▶ **EXERCISE DIRECTIONS**
Transcribe the listing word for word. Begin at its first line and end with the line containing "#[derive(Debug, Clone)]".

# # # #

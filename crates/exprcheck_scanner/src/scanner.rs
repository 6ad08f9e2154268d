//! The scanner converts expression and declaration source text into tokens.
//!
//! Positions are character offsets: the text is held as a `Vec<char>` so that
//! every token boundary is also a valid diagnostic offset.

use crate::char_codes::*;
use exprcheck_ast::syntax_kind::SyntaxKind;
use exprcheck_core::text::TextSpan;
use exprcheck_diagnostics::{messages, Diagnostic, DiagnosticCollection, DiagnosticMessage};

/// Saved scanner state for lookahead.
#[derive(Debug, Clone)]
pub struct ScannerState {
    pos: usize,
    token_start: usize,
    token: SyntaxKind,
    token_value: String,
    preceding_line_break: bool,
}

pub struct Scanner {
    text: Vec<char>,
    /// Current position in the text.
    pos: usize,
    /// Start of the current token (after leading trivia).
    token_start: usize,
    token: SyntaxKind,
    /// Cooked text of the current token (identifier name, literal value).
    token_value: String,
    preceding_line_break: bool,
    diagnostics: DiagnosticCollection,
}

impl Scanner {
    pub fn new(text: &str) -> Self {
        Self {
            text: text.chars().collect(),
            pos: 0,
            token_start: 0,
            token: SyntaxKind::Unknown,
            token_value: String::new(),
            preceding_line_break: false,
            diagnostics: DiagnosticCollection::new(),
        }
    }

    /// Length of the source text in characters.
    pub fn text_len(&self) -> usize {
        self.text.len()
    }

    /// Look ahead: save state, call f, restore state and return the result.
    pub fn look_ahead<T>(&mut self, f: impl FnOnce(&mut Self) -> T) -> T {
        let state = self.save_state();
        let diagnostics_len = self.diagnostics.len();
        let result = f(self);
        self.restore_state(state);
        self.truncate_diagnostics(diagnostics_len);
        result
    }

    #[inline]
    pub fn token(&self) -> SyntaxKind {
        self.token
    }

    #[inline]
    pub fn token_value(&self) -> &str {
        &self.token_value
    }

    /// Start of the current token (after trivia).
    #[inline]
    pub fn token_start(&self) -> usize {
        self.token_start
    }

    /// End of the current token.
    #[inline]
    pub fn token_end(&self) -> usize {
        self.pos
    }

    #[inline]
    pub fn has_preceding_line_break(&self) -> bool {
        self.preceding_line_break
    }

    pub fn take_diagnostics(&mut self) -> DiagnosticCollection {
        std::mem::take(&mut self.diagnostics)
    }

    pub fn save_state(&self) -> ScannerState {
        ScannerState {
            pos: self.pos,
            token_start: self.token_start,
            token: self.token,
            token_value: self.token_value.clone(),
            preceding_line_break: self.preceding_line_break,
        }
    }

    pub fn restore_state(&mut self, state: ScannerState) {
        self.pos = state.pos;
        self.token_start = state.token_start;
        self.token = state.token;
        self.token_value = state.token_value;
        self.preceding_line_break = state.preceding_line_break;
    }

    fn truncate_diagnostics(&mut self, len: usize) {
        if self.diagnostics.len() > len {
            let kept: Vec<Diagnostic> = self
                .diagnostics
                .diagnostics()
                .iter()
                .take(len)
                .cloned()
                .collect();
            self.diagnostics = DiagnosticCollection::new();
            for diag in kept {
                self.diagnostics.add(diag);
            }
        }
    }

    fn error(&mut self, message: &DiagnosticMessage) {
        let span = TextSpan::from_bounds(self.token_start as u32, self.pos as u32);
        self.diagnostics.add(Diagnostic::new(span, message, &[]));
    }

    // ========================================================================
    // Character access
    // ========================================================================

    #[inline]
    fn current_char(&self) -> Option<char> {
        self.text.get(self.pos).copied()
    }

    #[inline]
    fn char_at(&self, offset: usize) -> Option<char> {
        self.text.get(self.pos + offset).copied()
    }

    #[inline]
    fn is_eof(&self) -> bool {
        self.pos >= self.text.len()
    }

    fn chars_to_string(&self, start: usize, end: usize) -> String {
        self.text[start..end].iter().collect()
    }

    /// Skip whitespace and comments, remembering whether a line break was seen.
    fn skip_trivia(&mut self) {
        while let Some(ch) = self.current_char() {
            match ch {
                c if is_line_break(c) => {
                    self.preceding_line_break = true;
                    self.pos += 1;
                }
                c if is_white_space_single_line(c) => {
                    self.pos += 1;
                }
                '/' if self.char_at(1) == Some('/') => {
                    self.pos += 2;
                    while let Some(c) = self.current_char() {
                        if is_line_break(c) {
                            break;
                        }
                        self.pos += 1;
                    }
                }
                '/' if self.char_at(1) == Some('*') => {
                    self.pos += 2;
                    while !self.is_eof() {
                        if self.text[self.pos] == '*' && self.char_at(1) == Some('/') {
                            self.pos += 2;
                            break;
                        }
                        if is_line_break(self.text[self.pos]) {
                            self.preceding_line_break = true;
                        }
                        self.pos += 1;
                    }
                }
                _ => return,
            }
        }
    }

    // ========================================================================
    // Core scanning
    // ========================================================================

    /// Scan the next token and return its kind.
    pub fn scan(&mut self) -> SyntaxKind {
        self.preceding_line_break = false;
        self.token_value.clear();

        self.skip_trivia();
        self.token_start = self.pos;

        let Some(ch) = self.current_char() else {
            self.token = SyntaxKind::EndOfFileToken;
            return self.token;
        };

        self.token = match ch {
            '(' => self.single(SyntaxKind::OpenParenToken),
            ')' => self.single(SyntaxKind::CloseParenToken),
            '{' => self.single(SyntaxKind::OpenBraceToken),
            '}' => self.single(SyntaxKind::CloseBraceToken),
            '[' => self.single(SyntaxKind::OpenBracketToken),
            ']' => self.single(SyntaxKind::CloseBracketToken),
            ';' => self.single(SyntaxKind::SemicolonToken),
            ',' => self.single(SyntaxKind::CommaToken),
            ':' => self.single(SyntaxKind::ColonToken),
            '~' => self.single(SyntaxKind::TildeToken),
            '^' => self.single(SyntaxKind::CaretToken),
            '/' => self.single(SyntaxKind::SlashToken),
            '%' => self.single(SyntaxKind::PercentToken),
            '+' => self.single(SyntaxKind::PlusToken),
            '-' => self.single(SyntaxKind::MinusToken),

            '.' => self.scan_dot(),
            '?' => self.scan_question(),
            '<' => self.scan_less_than(),
            '>' => self.scan_greater_than(),
            '=' => self.scan_equals(),
            '!' => self.scan_exclamation(),
            '*' => self.scan_asterisk(),
            '&' => self.scan_doubled('&', SyntaxKind::AmpersandToken, SyntaxKind::AmpersandAmpersandToken),
            '|' => self.scan_doubled('|', SyntaxKind::BarToken, SyntaxKind::BarBarToken),

            '\'' | '"' => self.scan_string_literal(ch),
            '`' => self.scan_template_literal(),

            '0'..='9' => self.scan_number(),

            _ if is_identifier_start(ch) => self.scan_identifier(),

            _ => {
                self.pos += 1;
                self.error(&messages::INVALID_CHARACTER);
                SyntaxKind::Unknown
            }
        };

        self.token
    }

    // ========================================================================
    // Token-specific scanning methods
    // ========================================================================

    #[inline]
    fn single(&mut self, kind: SyntaxKind) -> SyntaxKind {
        self.pos += 1;
        kind
    }

    fn scan_doubled(&mut self, ch: char, single: SyntaxKind, double: SyntaxKind) -> SyntaxKind {
        if self.char_at(1) == Some(ch) {
            self.pos += 2;
            double
        } else {
            self.pos += 1;
            single
        }
    }

    fn scan_dot(&mut self) -> SyntaxKind {
        if self.char_at(1) == Some('.') && self.char_at(2) == Some('.') {
            self.pos += 3;
            SyntaxKind::DotDotDotToken
        } else if self.char_at(1).is_some_and(is_digit) {
            self.scan_number()
        } else {
            self.pos += 1;
            SyntaxKind::DotToken
        }
    }

    fn scan_question(&mut self) -> SyntaxKind {
        if self.char_at(1) == Some('?') {
            self.pos += 2;
            SyntaxKind::QuestionQuestionToken
        } else {
            self.pos += 1;
            SyntaxKind::QuestionToken
        }
    }

    fn scan_less_than(&mut self) -> SyntaxKind {
        match self.char_at(1) {
            Some('<') => {
                self.pos += 2;
                SyntaxKind::LessThanLessThanToken
            }
            Some('=') => {
                self.pos += 2;
                SyntaxKind::LessThanEqualsToken
            }
            _ => {
                self.pos += 1;
                SyntaxKind::LessThanToken
            }
        }
    }

    fn scan_greater_than(&mut self) -> SyntaxKind {
        match (self.char_at(1), self.char_at(2)) {
            (Some('>'), Some('>')) => {
                self.pos += 3;
                SyntaxKind::GreaterThanGreaterThanGreaterThanToken
            }
            (Some('>'), _) => {
                self.pos += 2;
                SyntaxKind::GreaterThanGreaterThanToken
            }
            (Some('='), _) => {
                self.pos += 2;
                SyntaxKind::GreaterThanEqualsToken
            }
            _ => {
                self.pos += 1;
                SyntaxKind::GreaterThanToken
            }
        }
    }

    fn scan_equals(&mut self) -> SyntaxKind {
        if self.char_at(1) == Some('=') {
            if self.char_at(2) == Some('=') {
                self.pos += 3;
                SyntaxKind::EqualsEqualsEqualsToken
            } else {
                self.pos += 2;
                SyntaxKind::EqualsEqualsToken
            }
        } else if self.char_at(1) == Some('>') {
            self.pos += 2;
            SyntaxKind::EqualsGreaterThanToken
        } else {
            self.pos += 1;
            SyntaxKind::EqualsToken
        }
    }

    fn scan_exclamation(&mut self) -> SyntaxKind {
        if self.char_at(1) == Some('=') {
            if self.char_at(2) == Some('=') {
                self.pos += 3;
                SyntaxKind::ExclamationEqualsEqualsToken
            } else {
                self.pos += 2;
                SyntaxKind::ExclamationEqualsToken
            }
        } else {
            self.pos += 1;
            SyntaxKind::ExclamationToken
        }
    }

    fn scan_asterisk(&mut self) -> SyntaxKind {
        self.scan_doubled('*', SyntaxKind::AsteriskToken, SyntaxKind::AsteriskAsteriskToken)
    }

    fn scan_string_literal(&mut self, quote: char) -> SyntaxKind {
        self.pos += 1; // opening quote
        let mut result = String::new();
        loop {
            let Some(ch) = self.current_char() else {
                self.error(&messages::UNTERMINATED_STRING_LITERAL);
                break;
            };
            if ch == quote {
                self.pos += 1;
                break;
            }
            if is_line_break(ch) {
                self.error(&messages::UNTERMINATED_STRING_LITERAL);
                break;
            }
            if ch == '\\' {
                self.pos += 1;
                if let Some(escaped) = self.current_char() {
                    result.push(cook_escape(escaped));
                    self.pos += 1;
                }
                continue;
            }
            result.push(ch);
            self.pos += 1;
        }
        self.token_value = result;
        SyntaxKind::StringLiteral
    }

    /// Only templates without substitutions are supported; `${` is kept as
    /// literal text.
    fn scan_template_literal(&mut self) -> SyntaxKind {
        self.pos += 1; // backtick
        let mut result = String::new();
        loop {
            let Some(ch) = self.current_char() else {
                self.error(&messages::UNTERMINATED_TEMPLATE_LITERAL);
                break;
            };
            self.pos += 1;
            match ch {
                '`' => break,
                '\\' => {
                    if let Some(escaped) = self.current_char() {
                        result.push(cook_escape(escaped));
                        self.pos += 1;
                    }
                }
                _ => result.push(ch),
            }
        }
        self.token_value = result;
        SyntaxKind::NoSubstitutionTemplateLiteral
    }

    fn scan_digits(&mut self) {
        while let Some(ch) = self.current_char() {
            if is_digit(ch) || ch == '_' {
                self.pos += 1;
            } else {
                break;
            }
        }
    }

    fn scan_number(&mut self) -> SyntaxKind {
        let start = self.pos;

        if self.text[self.pos] == '0' && matches!(self.char_at(1), Some('x') | Some('X')) {
            self.pos += 2;
            while self.current_char().is_some_and(is_hex_digit) {
                self.pos += 1;
            }
            self.token_value = self.chars_to_string(start, self.pos);
            return SyntaxKind::NumericLiteral;
        }

        self.scan_digits();
        if self.current_char() == Some('.') {
            self.pos += 1;
            self.scan_digits();
        }
        if let Some('e') | Some('E') = self.current_char() {
            self.pos += 1;
            if let Some('+') | Some('-') = self.current_char() {
                self.pos += 1;
            }
            self.scan_digits();
        }

        self.token_value = self.chars_to_string(start, self.pos);
        SyntaxKind::NumericLiteral
    }

    fn scan_identifier(&mut self) -> SyntaxKind {
        let start = self.pos;
        self.pos += 1;
        while self.current_char().is_some_and(is_identifier_part) {
            self.pos += 1;
        }
        let text = self.chars_to_string(start, self.pos);
        let kind = SyntaxKind::from_keyword(&text).unwrap_or(SyntaxKind::Identifier);
        self.token_value = text;
        kind
    }
}

fn cook_escape(ch: char) -> char {
    match ch {
        'n' => '\n',
        't' => '\t',
        'r' => '\r',
        '0' => '\0',
        other => other,
    }
}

# # # #

▶ **RESPONSE TO THIS TASK**
filename crates/exprcheck_scanner/src/scanner.rs
repository 6ad08f9e2154268d
//! The scanner converts expression and declaration source text into tokens.
//!
//! Positions are character offsets: the text is held as a `Vec<char>` so that
//! every token boundary is also a valid diagnostic offset.

use crate::char_codes::*;
use exprcheck_ast::syntax_kind::SyntaxKind;
use exprcheck_core::text::TextSpan;
use exprcheck_diagnostics::{messages, Diagnostic, DiagnosticCollection, DiagnosticMessage};

/// Saved scanner state for lookahead.
#[derive(Debug, Clone)]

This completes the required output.